Synapse topology and downmodulation events determine the functional outcome of anti-CD19 T cell-redirecting strategies.

Cancer immunotherapy strategies based on the endogenous secretion of T cell-redirecting bispecific antibodies by engineered T lymphocytes (STAb-T) are emerging as alternative or complementary approaches to those based on chimeric antigen receptors (CAR-T). The antitumor efficacy of bispecific anti-CD19 × anti-CD3 (CD19×CD3) T cell engager (BiTE)-secreting STAb-T cells has been demonstrated in several mouse models of B-cell acute leukemia. Here, we have investigated the spatial topology and downstream signaling of the artificial immunological synapses (IS) that are formed by CAR-T or STAb-T cells.
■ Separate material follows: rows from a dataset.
//! Stop signalling for the node's background work.
//!
//! [`Node::stop`](crate::Node::stop) and the daemon's signal handler both
//! end in [`ShutdownController::stop`]. Each tokio loop holds a
//! [`StopSignal`] and selects on [`StopSignal::wait`] next to its interval.

use std::fmt;
use std::sync::atomic::{AtomicBool, Ordering};
use std::sync::Arc;
use tokio::signal;
use tokio::sync::broadcast;
use tracing::{info, warn};

/// Why the node is stopping.
#[derive(Clone, Copy, Debug, PartialEq, Eq)]
pub enum StopReason {
    /// `Node::stop` was called.
    Requested,
    Interrupt,
    Terminate,
}

impl fmt::Display for StopReason {
    fn fmt(&self, f: &mut fmt::Formatter<'_>) -> fmt::Result {
        f.write_str(match self {
            StopReason::Requested => "requested",
            StopReason::Interrupt => "SIGINT",
            StopReason::Terminate => "SIGTERM",
        })
    }
}

pub struct ShutdownController {
    stopping: Arc<AtomicBool>,
    tx: broadcast::Sender<StopReason>,
}

impl ShutdownController {
    pub fn new() -> Self {
        let (tx, _) = broadcast::channel(1);
        Self {
            stopping: Arc::new(AtomicBool::new(false)),
            tx,
        }
    }

    pub fn is_stopping(&self) -> bool {
        self.stopping.load(Ordering::SeqCst)
    }

    pub fn subscribe(&self) -> StopSignal {
        StopSignal {
            stopping: self.stopping.clone(),
            rx: self.tx.subscribe(),
        }
    }

    /// Wake every [`StopSignal`]. Only the first call has an effect;
    /// returns whether this call was it.
    pub fn stop(&self, reason: StopReason) -> bool {
        if self.stopping.swap(true, Ordering::SeqCst) {
            return false;
        }
        info!(%reason, "node stopping");
        // No receivers just means no loop is running.
        let _ = self.tx.send(reason);
        true
    }

    /// Wait for SIGINT or SIGTERM and stop with the matching reason.
    ///
    /// Without a SIGTERM handler only SIGINT is awaited.
    pub async fn wait_for_signal(&self) -> StopReason {
        let interrupt = signal::ctrl_c();

        #[cfg(unix)]
        let terminate = async {
            match signal::unix::signal(signal::unix::SignalKind::terminate()) {
                Ok(mut sigterm) => {
                    sigterm.recv().await;
                }
                Err(e) => {
                    warn!(error = %e, "failed to install SIGTERM handler");
                    std::future::pending::<()>().await;
                }
            }
        };

        #[cfg(not(unix))]
        let terminate = std::future::pending::<()>();

        let reason = tokio::select! {
            _ = interrupt => StopReason::Interrupt,
            _ = terminate => StopReason::Terminate,
        };
        self.stop(reason);
        reason
    }
}

impl Default for ShutdownController {
    fn default() -> Self {
        Self::new()
    }
}

/// A background loop's handle on the stop flag.
pub struct StopSignal {
    stopping: Arc<AtomicBool>,
    rx: broadcast::Receiver<StopReason>,
}

impl StopSignal {
    /// Resolves once the node is stopping, also when the stop happened
    /// before this signal was handed out.
    pub async fn wait(&mut self) {
        if self.stopping.load(Ordering::SeqCst) {
            return;
        }
        // Closed or lagged both mean the controller is gone or already fired.
        let _ = self.rx.recv().await;
    }
}

#[cfg(test)]
mod tests {
    use super::*;
    use std::time::Duration;

    #[tokio::test]
    async fn stop_wakes_every_signal() {
        let controller = ShutdownController::new();
        let (mut a, mut b) = (controller.subscribe(), controller.subscribe());
        assert!(!controller.is_stopping());
        assert!(controller.stop(StopReason::Requested));
        a.wait().await;
        b.wait().await;
        assert!(controller.is_stopping());
    }

    #[tokio::test]
    async fn only_first_stop_counts() {
        let controller = ShutdownController::new();
        assert!(controller.stop(StopReason::Terminate));
        assert!(!controller.stop(StopReason::Requested));
    }

    #[tokio::test]
    async fn signal_taken_after_stop_resolves() {
        let controller = ShutdownController::new();
        controller.stop(StopReason::Requested);
        let mut late = controller.subscribe();
        tokio::time::timeout(Duration::from_secs(1), late.wait())
            .await
            .expect("late signal should resolve");
    }

    #[tokio::test]
    async fn signal_pends_until_stop() {
        let controller = ShutdownController::new();
        let mut signal = controller.subscribe();
        let waited = tokio::time::timeout(Duration::from_millis(20), signal.wait()).await;
        assert!(waited.is_err());
    }

    #[test]
    fn reasons_name_their_source() {
        assert_eq!(StopReason::Interrupt.to_string(), "SIGINT");
        assert_eq!(StopReason::Terminate.to_string(), "SIGTERM");
        assert_eq!(StopReason::Requested.to_string(), "requested");
    }
}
Upon interaction with CD19-positive target cells, STAb-T cells form IS with structure and signal transduction, which more closely resemble those of physiological cognate IS, compared to IS formed by CAR-T cells expressing a second-generation CAR bearing the same CD19-single-chain variable fragment. Importantly, while CD3 is maintained at detectable levels on the surface of STAb-T cells, indicating sustained activation mediated by the secreted BiTE, the anti-CD19 CAR was rapidly downmodulated, which correlated with a more transient downstream signaling. Furthermore, CAR-T cells, but not STAb-T cells, provoke an acute loss of CD19 in target cells. Such differences might represent advantages of the STAb-T strategy over the CAR-T approach and should be carefully considered in order to develop more effective and safer treatments for hematological malignancies.